[Task]: Identify, in the records below, every line where the string "Option" appears, and copy each such line.

[Saved data entries]:
• • • •

//! ESDR Command-Line Binary
//!
//! Runs single operations against a repository kept in a data directory.
//! State is loaded at start and saved again after mutating commands.
//!
//! @version 0.1.0
//! @author AutomataNexus Development Team

use clap::{Args as ClapArgs, Parser, Subcommand};
use esdr_common::{ClientId, DeviceId, EsdrConfig, EsdrError, FeedId, Result, UserId};
use esdr_feeds::{ChannelSpec, Credential, Exposure, NewFeed, NewProduct};
use esdr_multifeed::{MultifeedClause, NewMultifeed};
use esdr_server::{handlers, AppState, ErrorResponse};
use esdr_timeseries::UploadRequest;
use serde::Serialize;
use std::path::PathBuf;
use std::process::ExitCode;

#[derive(Parser)]
#[command(name = "esdr")]
#[command(about = "Environmental sensor data repository")]
struct Args {
    /// TOML configuration file
    #[arg(short, long, env = "ESDR_CONFIG")]
    config: Option<PathBuf>,

    /// Data directory for snapshots (overrides the configuration)
    #[arg(short, long, env = "ESDR_DATA_DIR")]
    data_dir: Option<PathBuf>,

    /// Act as this user id
    #[arg(long, global = true)]
    user: Option<u64>,

    /// Present this feed API key
    #[arg(long, global = true, conflicts_with = "user")]
    key: Option<String>,

    #[command(subcommand)]
    command: Command,
}

#[derive(Subcommand)]
enum Command {
    /// Manage products
    #[command(subcommand)]
    Product(ProductCommand),
    /// Manage feeds
    #[command(subcommand)]
    Feed(FeedCommand),
    /// Upload a JSON file of rows ({"channel_names": [...], "data": [[t, v...]]})
    Upload {
        /// Feed id; omit to upload with the feed key alone
        #[arg(long)]
        feed: Option<u64>,
        file: PathBuf,
    },
    /// Print a feed's channel bounds
    Bounds { feed: u64 },
    /// Print one tile of a feed channel
    Tile(TileArgs),
    /// Export channels of a feed as CSV
    Export {
        feed: u64,
        /// Comma-separated channel names
        channels: String,
        #[arg(long)]
        from: Option<String>,
        #[arg(long)]
        to: Option<String>,
    },
    /// Manage multifeeds
    #[command(subcommand)]
    Multifeed(MultifeedCommand),
}

#[derive(Subcommand)]
enum ProductCommand {
    Create {
        name: String,
        #[arg(long)]
        pretty_name: Option<String>,
        #[arg(long, default_value = "")]
        vendor: String,
        /// Default channel as NAME or NAME:UNITS; repeatable
        #[arg(long = "channel")]
        channels: Vec<String>,
    },
    List,
}

#[derive(Subcommand)]
enum FeedCommand {
    Create {
        name: String,
        /// Product id or name
        #[arg(long)]
        product: String,
        #[arg(long, default_value_t = 0)]
        device: u64,
        #[arg(long, default_value = "outdoor")]
        exposure: String,
        #[arg(long)]
        public: bool,
        #[arg(long, requires = "longitude")]
        latitude: Option<f64>,
        #[arg(long, requires = "latitude")]
        longitude: Option<f64>,
    },
    Info { feed: u64 },
    /// Query feeds with a selector such as "whereOr=productId=1,productId=2"
    Query { selector: String },
}

#[derive(ClapArgs)]
struct TileArgs {
    feed: u64,
    channel: String,
    level: String,
    offset: String,
}

#[derive(Subcommand)]
enum MultifeedCommand {
    /// Create from clauses given as SELECTOR|CHANNEL,CHANNEL
    Create {
        #[arg(long)]
        name: Option<String>,
        #[arg(required = true)]
        clauses: Vec<String>,
    },
    Show { multifeed: String },
    Feeds { multifeed: String },
    Tile {
        multifeed: String,
        level: String,
        offset: String,
    },
}

#[tokio::main]
async fn main() -> ExitCode {
    tracing_subscriber::fmt()
        .with_writer(std::io::stderr)
        .with_env_filter(
            tracing_subscriber::EnvFilter::from_default_env()
                .add_directive(tracing::Level::INFO.into()),
        )
        .init();

    let args = Args::parse();
    match run(args).await {
        Ok(()) => ExitCode::SUCCESS,
        Err(e) => {
            let body = ErrorResponse::from(&e);
            match serde_json::to_string_pretty(&body) {
                Ok(json) => eprintln!("{}", json),
                Err(_) => eprintln!("{}", e),
            }
            ExitCode::FAILURE
        }
    }
}

async fn run(args: Args) -> Result<()> {
    let config = match &args.config {
        Some(path) => EsdrConfig::from_file(path)?,
        None => EsdrConfig::development(),
    }
    .with_data_dir(args.data_dir.clone());

    match config.storage.data_dir {
        Some(ref dir) => tracing::debug!("Persistence enabled, data directory: {}", dir.display()),
        None => tracing::warn!("No data directory specified, running in-memory only"),
    }

    let state = AppState::new(config)?;
    let credential = match (&args.key, args.user) {
        (Some(key), _) => Credential::FeedApiKey(key.clone()),
        (None, Some(user)) => {
            let token = state.tokens.issue(UserId(user), ClientId(0));
            Credential::AccessToken(token.access_token)
        }
        (None, None) => Credential::Anonymous,
    };

    let mutated = execute(&state, &credential, args.command).await?;
    if mutated {
        state.save_to_disk()?;
    }
    Ok(())
}

/// Run one command; returns whether state changed.
async fn execute(state: &AppState, credential: &Credential, command: Command) -> Result<bool> {
    match command {
        Command::Product(ProductCommand::Create {
            name,
            pretty_name,
            vendor,
            channels,
        }) => {
            let mut new = NewProduct::new(name);
            new.pretty_name = pretty_name;
            new.vendor = vendor;
            for channel in &channels {
                let (name, units) = channel.split_once(':').unwrap_or((channel.as_str(), ""));
                new = new.with_channel(name, ChannelSpec::new(name, units));
            }
            print_json(&handlers::create_product(state, credential, new)?)?;
            Ok(true)
        }
        Command::Product(ProductCommand::List) => {
            print_json(&state.directory.products())?;
            Ok(false)
        }
        Command::Feed(FeedCommand::Create {
            name,
            product,
            device,
            exposure,
            public,
            latitude,
            longitude,
        }) => {
            let product = state.directory.find_product(&product)?;
            let mut new = NewFeed::new(name, DeviceId(device), product.id).public(public);
            new.exposure = exposure.parse::<Exposure>()?;
            if let (Some(lat), Some(lon)) = (latitude, longitude) {
                new = new.with_location(lat, lon);
            }
            print_json(&handlers::create_feed(state, credential, new)?)?;
            Ok(true)
        }
        Command::Feed(FeedCommand::Info { feed }) => {
            print_json(&handlers::feed_info(state, FeedId(feed), credential)?)?;
            Ok(false)
        }
        Command::Feed(FeedCommand::Query { selector }) => {
            print_json(&handlers::query_feeds(state, &selector, credential)?)?;
            Ok(false)
        }
        Command::Upload { feed, file } => {
            let content = tokio::fs::read_to_string(&file).await?;
            let request: UploadRequest = serde_json::from_str(&content)
                .map_err(|e| EsdrError::validation("file", e.to_string()))?;
            let result = match feed {
                Some(feed) => handlers::upload(state, FeedId(feed), credential, &request)?,
                None => handlers::upload_with_feed_key(state, credential, &request)?.1,
            };
            print_json(&result)?;
            Ok(true)
        }
        Command::Bounds { feed } => {
            print_json(&handlers::channel_bounds(state, FeedId(feed), credential)?)?;
            Ok(false)
        }
        Command::Tile(tile) => {
            let tile = handlers::feed_tile(
                state,
                FeedId(tile.feed),
                &tile.channel,
                &tile.level,
                &tile.offset,
                credential,
            )?;
            print_json(&tile)?;
            Ok(false)
        }
        Command::Export {
            feed,
            channels,
            from,
            to,
        } => {
            let channels: Vec<String> = channels
                .split(',')
                .map(|c| c.trim().to_string())
                .filter(|c| !c.is_empty())
                .collect();
            let csv = handlers::export(
                state,
                FeedId(feed),
                &channels,
                from.as_deref(),
                to.as_deref(),
                credential,
            )?;
            let stdout = std::io::stdout();
            csv.write_to(&mut stdout.lock())?;
            Ok(false)
        }
        Command::Multifeed(MultifeedCommand::Create { name, clauses }) => {
            let spec = clauses
                .iter()
                .map(|clause| parse_clause(clause))
                .collect::<Result<Vec<_>>>()?;
            let mut new = NewMultifeed::new(spec);
            new.name = name;
            print_json(&handlers::create_multifeed(state, credential, new)?)?;
            Ok(true)
        }
        Command::Multifeed(MultifeedCommand::Show { multifeed }) => {
            print_json(&handlers::get_multifeed(state, &multifeed)?)?;
            Ok(false)
        }
        Command::Multifeed(MultifeedCommand::Feeds { multifeed }) => {
            print_json(&handlers::multifeed_feeds(state, &multifeed, credential)?)?;
            Ok(false)
        }
        Command::Multifeed(MultifeedCommand::Tile {
            multifeed,
            level,
            offset,
        }) => {
            let tile = handlers::multifeed_tile(state, &multifeed, &level, &offset, credential)?;
            print_json(&tile)?;
            Ok(false)
        }
    }
}

/// `SELECTOR|CHANNEL,CHANNEL`
fn parse_clause(clause: &str) -> Result<MultifeedClause> {
    let (feeds, channels) = clause.split_once('|').ok_or_else(|| {
        EsdrError::validation("clauses", format!("expected SELECTOR|CHANNELS, got '{}'", clause))
    })?;
    Ok(MultifeedClause::new(
        feeds.trim(),
        channels.split(',').map(str::trim).filter(|c| !c.is_empty()),
    ))
}

fn print_json<T: Serialize>(value: &T) -> Result<()> {
    println!("{}", serde_json::to_string_pretty(value)?);
    Ok(())
}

• • • •

[Task response]:
    config: Option<PathBuf>,
    data_dir: Option<PathBuf>,
    user: Option<u64>,
    key: Option<String>,
        feed: Option<u64>,
        from: Option<String>,
        to: Option<String>,
        pretty_name: Option<String>,
        latitude: Option<f64>,
        longitude: Option<f64>,
        name: Option<String>,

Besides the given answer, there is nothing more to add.